On avancera que ces chiffres ne sont pas retrouvés dans les données du Registre électronique des arrêts cardiaques (RéAC) – selon elles 0,6 % seulement des tentatives d’utilisation de DAE se heurent à des problèmes techniques. « Il y a un biais, prévient le Pr Gueugniaud. Les défibrillateurs installés dans les lieux très fréquentés qui servent parfois plusieurs fois par an sont aussi ceux qui sont les mieux entretenus. ».
Actions en justice
L’affaire peut être grave et et conduire à des actions en justice. À plusieurs reprises, des DAE n’ont pas fonctionné lors de tentatives de réanimations. « Ce fut notamment le cas lors du malaise cardiaque d’un basketteur de 25 ans de Vannes, décédé en janvier 2012, rapporte Le Quotidien. Un réanimateur présent sur les lieux a réalisé trois cycles de massage cardiaque, avant de découvrir que la batterie du défibrillateur disponible est à plat. Plus récemment, une jeune sportive a connu le même destin dans un stade parisien. »

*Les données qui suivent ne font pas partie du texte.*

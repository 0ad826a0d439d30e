//! Integration tests for the pipeline composer.
//!
//! These tests drive `pipe` and `Pipeline` end to end across stages whose
//! element types change at every boundary.

use seqflow_core::{ErasedSeq, SeqError};
use seqflow_stages::{pipe, stage, Pipeline, RunContext, Stage};
use std::cell::Cell;
use std::rc::Rc;

fn init_tracing() {
    let _ = tracing_subscriber::fmt()
        .with_env_filter(tracing_subscriber::EnvFilter::from_default_env())
        .with_test_writer()
        .try_init();
}

/// Counts invocations and passes its input through untouched.
struct CountingStage {
    calls: Rc<Cell<usize>>,
}

impl Stage for CountingStage {
    fn id(&self) -> &'static str {
        "counting"
    }

    fn in_type(&self) -> &'static str {
        "*"
    }

    fn out_type(&self) -> &'static str {
        "*"
    }

    fn run(&self, input: ErasedSeq) -> seqflow_core::Result<ErasedSeq> {
        self.calls.set(self.calls.get() + 1);
        Ok(input)
    }
}

// =============================================================================
// End-to-end
// =============================================================================

#[test]
fn test_filter_map_try_map() {
    init_tracing();
    let result: Vec<String> = pipe(
        vec![1, 2, 3, 4, 5],
        vec![
            stage::filter(|i: &i32| *i > 1),
            stage::map(|i: i32| (i * 10).to_string()),
            stage::try_map(|s: String| Ok::<_, SeqError>(s + "!")),
        ],
    )
    .unwrap();

    assert_eq!(result, vec!["20!", "30!", "40!", "50!"]);
}

#[test]
fn test_int_string_int() {
    let result: Vec<i32> = pipe(
        vec![1, 2, 3],
        vec![
            stage::map(|i: i32| (i * 10).to_string()),
            stage::map(|s: String| s.parse::<i32>().unwrap_or_default() + 1),
        ],
    )
    .unwrap();

    assert_eq!(result, vec![11, 21, 31]);
}

#[test]
fn test_chained_maps() {
    let result: Vec<i32> = pipe(
        vec![1, 2, 3],
        vec![
            stage::map(|i: i32| i + 1),
            stage::map(|i: i32| i * 2),
            stage::map(|i: i32| i - 1),
        ],
    )
    .unwrap();

    assert_eq!(result, vec![3, 5, 7]);
}

#[test]
fn test_insert_in_pipeline() {
    let result: Vec<i32> = pipe(
        vec![2, 3],
        vec![
            stage::cons(1),
            stage::insert_last(4),
            stage::map(|i: i32| i * 10),
        ],
    )
    .unwrap();

    assert_eq!(result, vec![10, 20, 30, 40]);
}

#[test]
fn test_parse_strings() {
    let result: Vec<i32> = pipe(
        vec!["1", "2", "3"],
        vec![stage::try_map(|s: &'static str| s.parse::<i32>())],
    )
    .unwrap();

    assert_eq!(result, vec![1, 2, 3]);
}

// =============================================================================
// Failures
// =============================================================================

#[test]
fn test_declared_output_mismatch() {
    init_tracing();
    let result = pipe::<i32, String>(vec![1, 2, 3], vec![stage::map(|i: i32| i * 2)]);

    match result {
        Err(SeqError::TypeMismatch {
            context,
            expected,
            got,
        }) => {
            assert_eq!(context, "pipe");
            assert_eq!(expected, "alloc::string::String");
            assert_eq!(got, "i32");
        }
        other => panic!("expected output mismatch, got {:?}", other),
    }
}

#[test]
fn test_element_error_is_relayed() {
    let err = pipe::<&'static str, i32>(
        vec!["1", "not a number", "3"],
        vec![stage::try_map(|s: &'static str| s.parse::<i32>())],
    )
    .unwrap_err();

    let source = err.element_source().unwrap();
    assert!(source.downcast_ref::<std::num::ParseIntError>().is_some());
}

#[test]
fn test_insert_wrong_type() {
    let err = pipe::<i32, i32>(vec![1], vec![stage::insert_first("zero")]).unwrap_err();
    assert!(err.is_type_mismatch());
}

#[test]
fn test_later_stages_never_run() {
    init_tracing();
    let before = Rc::new(Cell::new(0));
    let after = Rc::new(Cell::new(0));
    let mapped = Rc::new(Cell::new(0));
    let mapped_in = Rc::clone(&mapped);

    let pipeline = Pipeline::new()
        .add_stage(Box::new(CountingStage {
            calls: Rc::clone(&before),
        }))
        .try_map(|i: i32| {
            if i == 2 {
                Err(format!("bad element {}", i))
            } else {
                Ok(i)
            }
        })
        .add_stage(Box::new(CountingStage {
            calls: Rc::clone(&after),
        }))
        .map(move |i: i32| {
            mapped_in.set(mapped_in.get() + 1);
            i
        });

    let err = pipeline.run::<i32, i32>(vec![1, 2, 3]).unwrap_err();

    assert!(err.to_string().contains("bad element 2"));
    assert_eq!(before.get(), 1);
    assert_eq!(after.get(), 0);
    assert_eq!(mapped.get(), 0);
}

#[test]
fn test_mismatch_in_middle_stops_run() {
    let after = Rc::new(Cell::new(0));
    let pipeline = Pipeline::new()
        .map(|i: i32| i.to_string())
        .filter(|i: &i32| *i > 0)
        .add_stage(Box::new(CountingStage {
            calls: Rc::clone(&after),
        }));

    let err = pipeline.run::<i32, i32>(vec![1]).unwrap_err();
    assert!(err.to_string().contains("filter"));
    assert_eq!(after.get(), 0);
}

// =============================================================================
// Edge cases
// =============================================================================

#[test]
fn test_empty_input_runs_every_stage() {
    let calls = Rc::new(Cell::new(0));
    let result: Vec<String> = Pipeline::new()
        .add_stage(Box::new(CountingStage {
            calls: Rc::clone(&calls),
        }))
        .map(|i: i32| i.to_string())
        .add_stage(Box::new(CountingStage {
            calls: Rc::clone(&calls),
        }))
        .run(Vec::<i32>::new())
        .unwrap();

    assert!(result.is_empty());
    assert_eq!(calls.get(), 2);
}

#[test]
fn test_reports_serialize() {
    let ctx = RunContext::from_json(r#"{ "label": "reports", "collect_reports": true }"#).unwrap();
    let (out, reports) = Pipeline::new()
        .insert_first(0)
        .map(|i: i32| i * 3)
        .run_with_reports::<i32, i32>(vec![1, 2], &ctx)
        .unwrap();

    assert_eq!(out, vec![0, 3, 6]);
    assert_eq!(reports.len(), 2);
    assert_eq!(reports[0].dropped(), -1);

    let json = serde_json::to_value(&reports).unwrap();
    assert_eq!(json[0]["id"], "insert_first");
    assert_eq!(json[1]["index"], 1);
}
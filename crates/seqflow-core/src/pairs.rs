//! Key/value extraction from associative structures.
//!
//! Output order follows the source map's own iteration order; sort the
//! result if a stable order is needed.

use serde::{Deserialize, Serialize};

#[derive(Debug, Clone, PartialEq, Eq, Hash, PartialOrd, Ord, Serialize, Deserialize)]
pub struct Pair<K, V> {
    pub key: K,
    pub value: V,
}

impl<K, V> Pair<K, V> {
    pub fn new(key: K, value: V) -> Self {
        Self { key, value }
    }

    pub fn into_tuple(self) -> (K, V) {
        (self.key, self.value)
    }
}

impl<K, V> From<(K, V)> for Pair<K, V> {
    fn from((key, value): (K, V)) -> Self {
        Self { key, value }
    }
}

/// Collect the keys of `map`. Pass `&map` to borrow instead of consume.
pub fn keys<M, K, V>(map: M) -> Vec<K>
where
    M: IntoIterator<Item = (K, V)>,
{
    map.into_iter().map(|(k, _)| k).collect()
}

pub fn values<M, K, V>(map: M) -> Vec<V>
where
    M: IntoIterator<Item = (K, V)>,
{
    map.into_iter().map(|(_, v)| v).collect()
}

pub fn entries<M, K, V>(map: M) -> Vec<Pair<K, V>>
where
    M: IntoIterator<Item = (K, V)>,
{
    map.into_iter().map(Pair::from).collect()
}

#[cfg(test)]
mod tests {
    use super::*;
    use std::collections::{BTreeMap, HashMap};

    fn sample() -> HashMap<&'static str, i32> {
        HashMap::from([("a", 1), ("b", 2), ("c", 3)])
    }

    #[test]
    fn test_keys() {
        let mut out = keys(sample());
        out.sort();
        assert_eq!(out, vec!["a", "b", "c"]);
        assert!(keys(HashMap::<String, i32>::new()).is_empty());
    }

    #[test]
    fn test_values_borrowed() {
        let map = sample();
        let mut out: Vec<&i32> = values(&map);
        out.sort();
        assert_eq!(out, vec![&1, &2, &3]);
        assert_eq!(map.len(), 3);
    }

    #[test]
    fn test_entries() {
        let mut out = entries(sample());
        out.sort();
        assert_eq!(
            out,
            vec![Pair::new("a", 1), Pair::new("b", 2), Pair::new("c", 3)]
        );
        assert!(entries(HashMap::<u8, u8>::new()).is_empty());
    }

    #[test]
    fn test_entries_follow_map_order() {
        let map = BTreeMap::from([(3, "c"), (1, "a"), (2, "b")]);
        let out = entries(map);
        assert_eq!(out.first().map(|p| p.key), Some(1));
        assert_eq!(out.last().cloned().map(Pair::into_tuple), Some((3, "c")));
    }

    #[test]
    fn test_pair_serializes_as_struct() {
        let json = serde_json::to_string(&Pair::new("k", 7)).unwrap();
        assert_eq!(json, r#"{"key":"k","value":7}"#);
    }
}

« Les petits distributeurs proposent des contrats de maintenance de 20 à 30 euros par an, confie le Dr Bruno Thomas-Lamotte, président de l’Arlod. Ils se contentent d’envoyer un mail et de passer un coup de fil. » Quand il a fondé cette Association pour le recensement et la localisation des défibrillateurs le Dr Thomas-Lamotte souhaitait établir une base de données géolocalisées, disponible sur le net. « Nous pensions que les pouvoirs publics prendraient rapidement le relais, mais cela fait maintenant 11 ans et nous sommes toujours là. »
« Avec un financement public de seulement 20 000 euros, et armé de la bonne volonté de bénévoles, Arlod recense désormais environ 25 000 dispositifs soit moins de 10 % du total, précise Le Quotidien. Cette base de données reste le seul outil d’envergure nationale permettant aux médecins régulateurs de signaler la présence d’un défibrillateur à proximité du lieu de l’appel. »
Quinze ans après
Le gouvernement ? Il ne semble guère intéressé par le sujet. Le législateur ? L’Assemblée nationale a voté, le 13 octobre 2016, une proposition de loi du député du Nord Jean-Pierre Decool, encadrant l’installation et l’entretien des défibrillateurs automatiques externes :
« Un décret en Conseil d’État détermine les types et catégories d’établissement recevant du public qui sont tenus de s’équiper d’un défibrillateur automatisé externe visible et facile d’accès, ainsi que les modalités d’application de cette obligation. »
« Il est créé une base de données nationale relative aux lieux d’implantation et à l’accessibilité des défibrillateurs automatisés externes sur l’ensemble du territoire, constituée au moyen des informations fournies par les exploitants de ces appareils à un organisme désigné par décret pour la gestion, l’exploitation et la mise à disposition de ces données. »
Ce texte n’a toujours pas été examiné par le Sénat… On annonce aussi une proposition de loi visant à la prévention de la mort subite (50 000 personnes par an en France) ainsi qu’une « Journée nationale annuelle de la lutte contre la mort subite ». Cette journée, ni fériée ni chômée, serait fixée au 26 juin, jour anniversaire de la mort, au stade Gerland de Lyon, du footballeur Marc-Vivien Foé. Il avait 28 ans. C’était il y a quinze ans.